→ YOUR ASSIGNMENT: "sqlx" appears in how many lines of the entries? State only the number.

→ RECORD SET:
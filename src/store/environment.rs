use super::models::{new_id, now_rfc3339, Environment};
use crate::error::{Result, SwitchyardError};
use sqlx::{Executor, Sqlite};

pub async fn create<'c, E>(
    exec: E,
    project_id: &str,
    name: &str,
    namespace_label: &str,
) -> Result<Environment>
where
    E: Executor<'c, Database = Sqlite>,
{
    let env = Environment {
        id: new_id(),
        project_id: project_id.to_string(),
        name: name.to_string(),
        namespace_label: namespace_label.to_string(),
        created_at: now_rfc3339(),
        updated_at: now_rfc3339(),
    };

    sqlx::query(
        "INSERT INTO environments (id, project_id, name, namespace_label, created_at, updated_at)
         VALUES (?, ?, ?, ?, ?, ?)",
    )
    .bind(&env.id)
    .bind(&env.project_id)
    .bind(&env.name)
    .bind(&env.namespace_label)
    .bind(&env.created_at)
    .bind(&env.updated_at)
    .execute(exec)
    .await
    .map_err(SwitchyardError::from)?;

    Ok(env)
}

pub async fn get<'c, E>(exec: E, id: &str) -> Result<Environment>
where
    E: Executor<'c, Database = Sqlite>,
{
    sqlx::query_as::<_, Environment>("SELECT * FROM environments WHERE id = ?")
        .bind(id)
        .fetch_optional(exec)
        .await
        .map_err(SwitchyardError::from)?
        .ok_or_else(|| SwitchyardError::not_found(format!("environment {id}")))
}

pub async fn get_by_name<'c, E>(
    exec: E,
    project_id: &str,
    name: &str,
) -> Result<Option<Environment>>
where
    E: Executor<'c, Database = Sqlite>,
{
    sqlx::query_as::<_, Environment>("SELECT * FROM environments WHERE project_id = ? AND name = ?")
        .bind(project_id)
        .bind(name)
        .fetch_optional(exec)
        .await
        .map_err(SwitchyardError::from)
}

pub async fn list_for_project<'c, E>(exec: E, project_id: &str) -> Result<Vec<Environment>>
where
    E: Executor<'c, Database = Sqlite>,
{
    sqlx::query_as::<_, Environment>(
        "SELECT * FROM environments WHERE project_id = ? ORDER BY created_at ASC",
    )
    .bind(project_id)
    .fetch_all(exec)
    .await
    .map_err(SwitchyardError::from)
}
use super::models::{new_id, now_rfc3339, ApiToken};
use crate::error::{Result, SwitchyardError};
use sqlx::{Executor, Sqlite};

/// Persists a freshly generated token. The plaintext secret never
/// reaches the store — callers pass only the stable `prefix` (for
/// display: `enclii_ab12...`) and the SHA-256 `digest` used for lookup.
pub async fn create<'c, E>(
    exec: E,
    user_id: &str,
    name: &str,
    prefix: &str,
    digest: &str,
    scopes_json: &str,
    expires_at: Option<&str>,
) -> Result<ApiToken>
where
    E: Executor<'c, Database = Sqlite>,
{
    let token = ApiToken {
        id: new_id(),
        user_id: user_id.to_string(),
        name: name.to_string(),
        prefix: prefix.to_string(),
        digest: digest.to_string(),
        scopes: scopes_json.to_string(),
        expires_at: expires_at.map(str::to_string),
        last_used_at: None,
        last_used_ip: None,
        revoked: false,
        revoked_at: None,
        created_at: now_rfc3339(),
        updated_at: now_rfc3339(),
    };

    sqlx::query(
        "INSERT INTO api_tokens (id, user_id, name, prefix, digest, scopes, expires_at,
            revoked, created_at, updated_at)
         VALUES (?, ?, ?, ?, ?, ?, ?, 0, ?, ?)",
    )
    .bind(&token.id)
    .bind(&token.user_id)
    .bind(&token.name)
    .bind(&token.prefix)
    .bind(&token.digest)
    .bind(&token.scopes)
    .bind(&token.expires_at)
    .bind(&token.created_at)
    .bind(&token.updated_at)
    .execute(exec)
    .await
    .map_err(SwitchyardError::from)?;

    Ok(token)
}

/// The hot path for every authenticated request: look up by digest,
/// excluding revoked tokens. Expiry is checked by the caller against
/// `expires_at` since SQLite has no reliable way to compare RFC3339
/// strings against "now" portably across the connection's timezone.
pub async fn find_by_digest<'c, E>(exec: E, digest: &str) -> Result<Option<ApiToken>>
where
    E: Executor<'c, Database = Sqlite>,
{
    sqlx::query_as::<_, ApiToken>("SELECT * FROM api_tokens WHERE digest = ? AND revoked = 0")
        .bind(digest)
        .fetch_optional(exec)
        .await
        .map_err(SwitchyardError::from)
}

pub async fn list_for_user<'c, E>(exec: E, user_id: &str) -> Result<Vec<ApiToken>>
where
    E: Executor<'c, Database = Sqlite>,
{
    sqlx::query_as::<_, ApiToken>(
        "SELECT * FROM api_tokens WHERE user_id = ? ORDER BY created_at DESC",
    )
    .bind(user_id)
    .fetch_all(exec)
    .await
    .map_err(SwitchyardError::from)
}

pub async fn touch_last_used<'c, E>(exec: E, id: &str, ip: Option<&str>) -> Result<()>
where
    E: Executor<'c, Database = Sqlite>,
{
    sqlx::query("UPDATE api_tokens SET last_used_at = ?, last_used_ip = ? WHERE id = ?")
        .bind(now_rfc3339())
        .bind(ip)
        .bind(id)
        .execute(exec)
        .await
        .map_err(SwitchyardError::from)?;
    Ok(())
}

pub async fn revoke<'c, E>(exec: E, id: &str) -> Result<()>
where
    E: Executor<'c, Database = Sqlite>,
{
    let result = sqlx::query(
        "UPDATE api_tokens SET revoked = 1, revoked_at = ?, updated_at = ? WHERE id = ? AND revoked = 0",
    )
    .bind(now_rfc3339())
    .bind(now_rfc3339())
    .bind(id)
    .execute(exec)
    .await
    .map_err(SwitchyardError::from)?;

    if result.rows_affected() == 0 {
        return Err(SwitchyardError::not_found(format!("active api token {id}")));
    }
    Ok(())
}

→ SOLUTION FOR THIS TASK: 11